🇺🇸 Retired veteran, father, rock-climbing expert & rosin connoisseur
✅ Updated 1/13/21
While bags aren’t absolutely necessary to press rosin, there are several reasons why rosin bags will bolster your success. Packing your source material into rosin bags before it goes onto the press makes it easier to handle the material and control its placement between the plates, enhances the purity of your final product, and can even increase your yields.
Workability and Control
Packing source material into rosin bags allows you to easily move the material from your tabletop onto the plates, and it will prevent your material from spreading out inconsistently across the plates. Containing the material in a bag makes it easier to handle and reposition between the plates as needed.
And using a funnel to load the bags will save you time and hassle. Always be mindful of any efficiencies you can gain in your process.
Keeping the material in a bag will also prevent your cannabis from spilling off the parchment, which is especially easy to do if you’re working with bubble hash. If you have the hash sitting between sheets of parchment and you need to adjust the sheets, one wrong move can send the hash bouncing off the parchment and scattered everywhere.

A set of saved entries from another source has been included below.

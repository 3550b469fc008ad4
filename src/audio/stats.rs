use super::features::{FeatureStats, FrameFeatures, TrackFeatures};

/// Reduce per-frame features to per-track distributions, metric by metric.
/// No frames means all-default stats.
pub fn aggregate(frames: &[FrameFeatures]) -> TrackFeatures {
    let column = |get: fn(&FrameFeatures) -> f64| -> FeatureStats {
        let mut values: Vec<f64> = frames.iter().map(get).collect();
        compute_stats(&mut values)
    };

    TrackFeatures {
        pcm_rms: column(|f| f.pcm_rms),
        peak: column(|f| f.peak),
        spectral_rms: column(|f| f.spectral_rms),
        spectral_centroid: column(|f| f.spectral_centroid),
        spectral_rolloff85: column(|f| f.spectral_rolloff85),
        spectral_flatness: column(|f| f.spectral_flatness),
        hf_ratio: column(|f| f.hf_ratio),
    }
}

/// Sorts `values` in place. Standard deviation is the population one.
pub fn compute_stats(values: &mut [f64]) -> FeatureStats {
    let n = values.len();
    if n == 0 {
        return FeatureStats::default();
    }

    values.sort_by(|a, b| a.total_cmp(b));

    let mean = values.iter().sum::<f64>() / n as f64;
    let variance = values.iter().map(|v| (v - mean) * (v - mean)).sum::<f64>() / n as f64;
    let median = if n % 2 == 0 {
        (values[n / 2 - 1] + values[n / 2]) * 0.5
    } else {
        values[n / 2]
    };

    FeatureStats {
        mean,
        median,
        stddev: variance.sqrt(),
        p05: percentile(values, 0.05),
        p50: percentile(values, 0.50),
        p95: percentile(values, 0.95),
        min: values[0],
        max: values[n - 1],
    }
}

/// Linear interpolation between order statistics at `fraction * (n - 1)`.
/// `sorted` must be non-empty.
fn percentile(sorted: &[f64], fraction: f64) -> f64 {
    let idx = fraction * (sorted.len() - 1) as f64;
    let lower = idx.floor() as usize;
    let frac = idx - lower as f64;
    match sorted.get(lower + 1) {
        Some(&upper) => sorted[lower] * (1.0 - frac) + upper * frac,
        None => sorted[lower],
    }
}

By using a rosin bag, you’re optimizing for workability and control of the source material. Bags help prevent misplacement between the plates and potential spills while handling the material in preparation for pressing.
Don’t settle for subpar quality. Use rosin bags that are specifically designed for the heat and pressure used in rosin production.

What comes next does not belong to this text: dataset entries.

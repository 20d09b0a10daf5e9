/// 检测数据结构定义
/// Data structures for per-frame detections
use anyhow::{ensure, Result};
use serde::{Deserialize, Serialize};

// ========== 数据结构 ==========

/// 检测框 (Detection bounding box)
///
/// 像素坐标, 要求 `x1 < x2` 且 `y1 < y2`
#[derive(Clone, Debug, PartialEq, Serialize, Deserialize)]
pub struct BBox {
    pub x1: f32,
    pub y1: f32,
    pub x2: f32,
    pub y2: f32,
    pub confidence: f32,
    pub class_id: u32,
}

/// 中心点 (整数像素坐标, 用于匹配)
#[derive(Clone, Copy, Debug, PartialEq, Eq, Serialize, Deserialize)]
pub struct Centroid {
    pub x: i32,
    pub y: i32,
}

impl Centroid {
    pub fn new(x: i32, y: i32) -> Self {
        Self { x, y }
    }

    /// 欧氏距离 (差值用 f64 计算, 极端坐标不会溢出)
    pub fn distance(&self, other: &Centroid) -> f32 {
        let dx = f64::from(self.x) - f64::from(other.x);
        let dy = f64::from(self.y) - f64::from(other.y);
        (dx * dx + dy * dy).sqrt() as f32
    }
}

impl BBox {
    pub fn new(x1: f32, y1: f32, x2: f32, y2: f32, class_id: u32, confidence: f32) -> Self {
        Self {
            x1,
            y1,
            x2,
            y2,
            confidence,
            class_id,
        }
    }

    /// 获取中心点 (截断为整数)
    pub fn centroid(&self) -> Centroid {
        Centroid {
            x: ((self.x1 + self.x2) / 2.0) as i32,
            y: ((self.y1 + self.y2) / 2.0) as i32,
        }
    }

    /// `other` 是否完全位于本框内 (边界重合也算包含)
    pub fn contains(&self, other: &BBox) -> bool {
        other.x1 >= self.x1 && other.y1 >= self.y1 && other.x2 <= self.x2 && other.y2 <= self.y2
    }

    /// 校验检测框是否合法
    pub fn validate(&self) -> Result<()> {
        ensure!(
            [self.x1, self.y1, self.x2, self.y2, self.confidence]
                .iter()
                .all(|v| v.is_finite()),
            "non-finite value in bbox {:?}",
            self
        );
        ensure!(
            self.x1 < self.x2,
            "x1 ({}) must be less than x2 ({})",
            self.x1,
            self.x2
        );
        ensure!(
            self.y1 < self.y2,
            "y1 ({}) must be less than y2 ({})",
            self.y1,
            self.y2
        );
        ensure!(
            (0.0..=1.0).contains(&self.confidence),
            "confidence {} outside [0, 1]",
            self.confidence
        );
        Ok(())
    }
}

Rosin bags act as filters and allow only the desired ingredients in rosin to pass from the source material onto the parchment paper. Bags keep the undesirable fats, lipids, waxes, and plant particles from mixing with the rosin, so that what gets squeezed out from between the plates is only pure, high-quality rosin.

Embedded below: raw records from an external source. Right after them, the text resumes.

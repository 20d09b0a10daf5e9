//! 检测适配器 (Detection Adapter)
//!
//! 核心循环只依赖这个接口, 模型/视频源由调用方注入

use std::fs::File;
use std::io::{self, BufRead, BufReader};
use std::path::Path;

use anyhow::{Context, Result};
use log::warn;
use serde::Deserialize;
use serde_json::Value;

use crate::detection::BBox;

/// 帧来源 + 检测器
pub trait DetectionAdapter {
    type Frame;

    /// 下一帧, 流结束时返回 `None`
    fn next_frame(&mut self) -> Result<Option<Self::Frame>>;

    fn detect(&mut self, frame: &Self::Frame) -> Result<Vec<BBox>>;

    /// 本帧在解析阶段被丢弃的检测数
    fn malformed(&self, _frame: &Self::Frame) -> usize {
        0
    }
}

/// 回放帧 (检测结果已离线生成)
#[derive(Clone, Debug)]
pub struct ReplayFrame {
    pub line_no: u64,
    pub detections: Vec<BBox>,
    /// 缺字段或类型错误的检测对象数
    pub malformed: usize,
}

/// 检测对象逐个解析, 单个错误不影响整行
#[derive(Deserialize)]
struct ReplayLine {
    #[serde(default)]
    detections: Vec<Value>,
}

/// JSON Lines 回放适配器
///
/// 每行一帧: `{"detections":[{"x1":..,"y1":..,"x2":..,"y2":..,"class_id":0,"confidence":0.9}]}`
pub struct JsonLinesAdapter<R> {
    reader: R,
    line_no: u64,
}

impl<R: BufRead> JsonLinesAdapter<R> {
    pub fn new(reader: R) -> Self {
        Self { reader, line_no: 0 }
    }
}

impl JsonLinesAdapter<Box<dyn BufRead>> {
    /// 打开文件, `-` 表示标准输入
    pub fn open(source: &str) -> Result<Self> {
        let reader: Box<dyn BufRead> = if source == "-" {
            Box::new(BufReader::new(io::stdin()))
        } else {
            let file = File::open(Path::new(source))
                .with_context(|| format!("failed to open detection source {}", source))?;
            Box::new(BufReader::new(file))
        };
        Ok(Self::new(reader))
    }
}

impl<R: BufRead> DetectionAdapter for JsonLinesAdapter<R> {
    type Frame = ReplayFrame;

    fn next_frame(&mut self) -> Result<Option<ReplayFrame>> {
        let mut line = String::new();
        loop {
            line.clear();
            let read = self
                .reader
                .read_line(&mut line)
                .context("failed to read detection source")?;
            if read == 0 {
                return Ok(None);
            }
            self.line_no += 1;

            // 空行跳过
            let text = line.trim();
            if text.is_empty() {
                continue;
            }
            let parsed: ReplayLine = serde_json::from_str(text)
                .with_context(|| format!("invalid detection record at line {}", self.line_no))?;

            let mut detections = Vec::with_capacity(parsed.detections.len());
            let mut malformed = 0;
            for (idx, value) in parsed.detections.into_iter().enumerate() {
                match serde_json::from_value::<BBox>(value) {
                    Ok(bbox) => detections.push(bbox),
                    Err(e) => {
                        warn!(
                            "⚠️ 第 {} 行第 {} 个检测对象无法解析, 已丢弃: {}",
                            self.line_no,
                            idx + 1,
                            e
                        );
                        malformed += 1;
                    }
                }
            }
            return Ok(Some(ReplayFrame {
                line_no: self.line_no,
                detections,
                malformed,
            }));
        }
    }

    fn detect(&mut self, frame: &ReplayFrame) -> Result<Vec<BBox>> {
        Ok(frame.detections.clone())
    }

    fn malformed(&self, frame: &ReplayFrame) -> usize {
        frame.malformed
    }
}

#[cfg(test)]
mod tests {
    use super::*;
    use std::io::Cursor;

    #[test]
    fn test_reads_frames_until_end() {
        let input = concat!(
            r#"{"detections":[{"x1":0,"y1":0,"x2":10,"y2":10,"class_id":0,"confidence":0.9}]}"#,
            "\n\n",
            r#"{"detections":[]}"#,
            "\n",
            "{}\n",
        );
        let mut adapter = JsonLinesAdapter::new(Cursor::new(input));

        let first = adapter.next_frame().unwrap().unwrap();
        assert_eq!(adapter.detect(&first).unwrap().len(), 1);
        assert_eq!(first.line_no, 1);

        let second = adapter.next_frame().unwrap().unwrap();
        assert_eq!(second.line_no, 3);
        assert!(second.detections.is_empty());

        let third = adapter.next_frame().unwrap().unwrap();
        assert!(third.detections.is_empty());

        assert!(adapter.next_frame().unwrap().is_none());
    }

    #[test]
    fn test_bad_detection_object_dropped_alone() {
        let input = concat!(
            r#"{"detections":[{"x1":0,"y1":0,"x2":10,"y2":10,"class_id":0},"#,
            r#"{"x1":0,"y1":0,"x2":10,"y2":10,"class_id":-3,"confidence":0.5},"#,
            r#"{"x1":5,"y1":5,"x2":20,"y2":20,"class_id":2,"confidence":0.7}]}"#,
            "\n",
        );
        let mut adapter = JsonLinesAdapter::new(Cursor::new(input));
        let frame = adapter.next_frame().unwrap().unwrap();
        assert_eq!(adapter.malformed(&frame), 2);
        let dets = adapter.detect(&frame).unwrap();
        assert_eq!(dets.len(), 1);
        assert_eq!(dets[0].class_id, 2);
    }

    #[test]
    fn test_invalid_line_reports_position() {
        let mut adapter = JsonLinesAdapter::new(Cursor::new("{\"detections\":[]}\nnope\n"));
        adapter.next_frame().unwrap();
        let err = adapter.next_frame().unwrap_err();
        assert!(format!("{:#}", err).contains("line 2"));
    }
}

If you’re not using bags, you can pick our plant material from your rosin, but this is a tedious and time-consuming task. In addition to the difficulty in carefully picking out particles from the rosin, there will still be some plant contaminants that you can’t see with the naked eye that will remain in your final product. Even though you can make clear rosin that has a pure appearance without a bag, chances are it still contains residuals from the source material that will impact flavor.
Rosin bags will ensure that you get a pure product and ultimately enhance the quality of your rosin. Also, be sure that you’re using the right micron size for your material. You can read more about finding the right size bags here.
Although you’ll lose a very small amount of rosin to the bag itself during pressing, using a bag can actually increase your yields. The impact lies in limiting the surface area of your source material and maintaining consistency in pressure that you apply to the material.
Without a bag, the source material will have a tendency to “pancake out”, which increases the surface area of the material and reduces pressure. Without a bag, source material doesn't hold consistent pressure and this will reduce the amount of rosin extracted.
The key is limiting the surface area so that the maximum amount of rosin can be effectively squeezed out, and bags will accomplish this. The greater the surface area of material between the plates, the more rosin will re-absorb into the source material and fail to be extracted onto the parchment paper.
As pressure increases, instead of spreading out further and further between the plates, material that’s held within a rosin bag will maintain even, consistent pressure and allow the maximum amount of rosin to escape.
If you want to increase yields, experiment with rosin bags and see the difference. And one easy way to make sure you’re collecting every last bit of your yield is to use a rosin stamp, making collection easy and efficient.
Although you can get away with pressing good rosin without bags, you’ll be spending more time carefully handling your source material, missing out on quality control, and potentially leaving additional yield stuck inside the material without bags.